In 30 years of psychotherapy practice, a great deal of which was devoted to couples and families, I have observed that couples often seem to experience conflicts that appear to have little or nothing to do with their current feelings and circumstances. Indeed, each of the partners appears to be measuring the other against an unseen standard (an adolescent era 'imprint' of romance) that exists only within their own personal past. In these conflicts, each partner, 'sees' only the deficiencies in their partner, that is, departures from his or her own personal 'imprint' of adolescent romantic love. Occasionally these conflicts can be resolved in the course of short term counseling, however, they are likely to reemerge in the same or slightly different form years later, thus becoming a source of continuing dissatisfaction for both parties.
This 'imprint' model of romance and conflict does not set aside the real difficulties associated with substance abuse, medical and psychiatric difficulties, or the deficits in self-esteem that manifest themselves in the form of affairs in a spouse.
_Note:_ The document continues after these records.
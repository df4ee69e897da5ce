//! # Document Loading
//!
//! Loads JSON or YAML documents into `serde_json::Value` trees. The format
//! is chosen from the file extension: `.yaml`/`.yml` parse as YAML, every
//! other extension parses as JSON.
//!
//! YAML has a richer type system than JSON (tags, anchors, non-string
//! keys). Configuration files only use the JSON-compatible subset, so the
//! YAML tree is converted node by node and anything outside that subset is
//! rejected with a load error.

use std::path::Path;

use serde_json::Value;

use crate::error::DocumentError;

/// Serialization format of a document on disk.
#[derive(Debug, Clone, Copy, PartialEq, Eq)]
pub enum DocumentFormat {
    /// JSON text.
    Json,
    /// YAML text (JSON-compatible subset).
    Yaml,
}

impl DocumentFormat {
    /// Pick the format from a path's extension.
    pub fn from_path(path: &Path) -> Self {
        match path.extension().and_then(|e| e.to_str()) {
            Some("yaml") | Some("yml") => Self::Yaml,
            _ => Self::Json,
        }
    }
}

/// Read and parse the document at `path`.
///
/// # Errors
///
/// Returns `DocumentError::Load` if the file cannot be read or parsed.
pub fn load_document(path: &Path) -> Result<Value, DocumentError> {
    let content = std::fs::read_to_string(path).map_err(|e| DocumentError::Load {
        path: path.display().to_string(),
        reason: format!("cannot read file: {e}"),
    })?;
    parse_document(&content, DocumentFormat::from_path(path), &path.display().to_string())
}

/// Parse document text in the given format. `label` names the source in
/// error messages.
///
/// # Errors
///
/// Returns `DocumentError::Load` if the text is not valid in `format`.
pub fn parse_document(
    content: &str,
    format: DocumentFormat,
    label: &str,
) -> Result<Value, DocumentError> {
    match format {
        DocumentFormat::Json => serde_json::from_str(content).map_err(|e| DocumentError::Load {
            path: label.to_string(),
            reason: format!("invalid JSON: {e}"),
        }),
        DocumentFormat::Yaml => {
            let yaml_value: serde_yaml::Value =
                serde_yaml::from_str(content).map_err(|e| DocumentError::Load {
                    path: label.to_string(),
                    reason: format!("invalid YAML: {e}"),
                })?;
            yaml_to_json_value(&yaml_value).map_err(|reason| DocumentError::Load {
                path: label.to_string(),
                reason: format!("YAML-to-JSON conversion failed: {reason}"),
            })
        }
    }
}

fn yaml_to_json_value(yaml: &serde_yaml::Value) -> Result<Value, String> {
    match yaml {
        serde_yaml::Value::Null => Ok(Value::Null),
        serde_yaml::Value::Bool(b) => Ok(Value::Bool(*b)),
        serde_yaml::Value::Number(n) => {
            if let Some(i) = n.as_i64() {
                Ok(Value::Number(serde_json::Number::from(i)))
            } else if let Some(u) = n.as_u64() {
                Ok(Value::Number(serde_json::Number::from(u)))
            } else if let Some(f) = n.as_f64() {
                serde_json::Number::from_f64(f)
                    .map(Value::Number)
                    .ok_or_else(|| format!("cannot represent float {f} in JSON"))
            } else {
                Err(format!("unsupported YAML number: {n:?}"))
            }
        }
        serde_yaml::Value::String(s) => Ok(Value::String(s.clone())),
        serde_yaml::Value::Sequence(seq) => {
            let items: Result<Vec<Value>, String> = seq.iter().map(yaml_to_json_value).collect();
            Ok(Value::Array(items?))
        }
        serde_yaml::Value::Mapping(map) => {
            let mut json_map = serde_json::Map::new();
            for (k, v) in map {
                let key = match k {
                    serde_yaml::Value::String(s) => s.clone(),
                    serde_yaml::Value::Number(n) => n.to_string(),
                    serde_yaml::Value::Bool(b) => b.to_string(),
                    other => return Err(format!("unsupported YAML map key type: {other:?}")),
                };
                json_map.insert(key, yaml_to_json_value(v)?);
            }
            Ok(Value::Object(json_map))
        }
        serde_yaml::Value::Tagged(tagged) => yaml_to_json_value(&tagged.value),
    }
}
It merely suggests that many day to day recurrent conflicts are, in fact, related to the unconscious comparisons each partner makes between the 'imprint' of their adolescent ideal of a romantic lover and the person sitting across from them at the kitchen table.
In practical therapeutic terms addressing this issue is fairly simple, but as with many significant matters within the manifold complexities that constitute human relationships, not always easy to resolve.
As my approach to counseling follows a neuropsychological model, I first complete an individual examination of the brain-behavior strengths of each member of the couple (60 minutes for each). This brief and non-threatening assessment involves analyzing the in-built left and right brain biases of each partner, which differences are, in point of fact, the neuropsychological complements that drew them together.
Next, I embark upon an in depth interview with each partner focused on the most complete description of their 'first love' that they can with prompting muster. This interview focuses on the description of the 'imprinted first love' that includes everything from eye and hair color, height, weight, good form of face and body, and level of activity including both physical and social components. Among males the strongest, fastest and most daring win fair maiden, while among females those whose face and form suggests good health and successful child bearing potential win the next generation right to pass along their genes.
The next step is also completed with each member of the couple individually and focuses on both the similarities and differences that they see between their 'imprinted first love' and their current partner. Of course, this exercise is greatly facilitated if both partners are at least 28 years of age and therefore can fully access the considerable resources that the frontal lobe has to offer.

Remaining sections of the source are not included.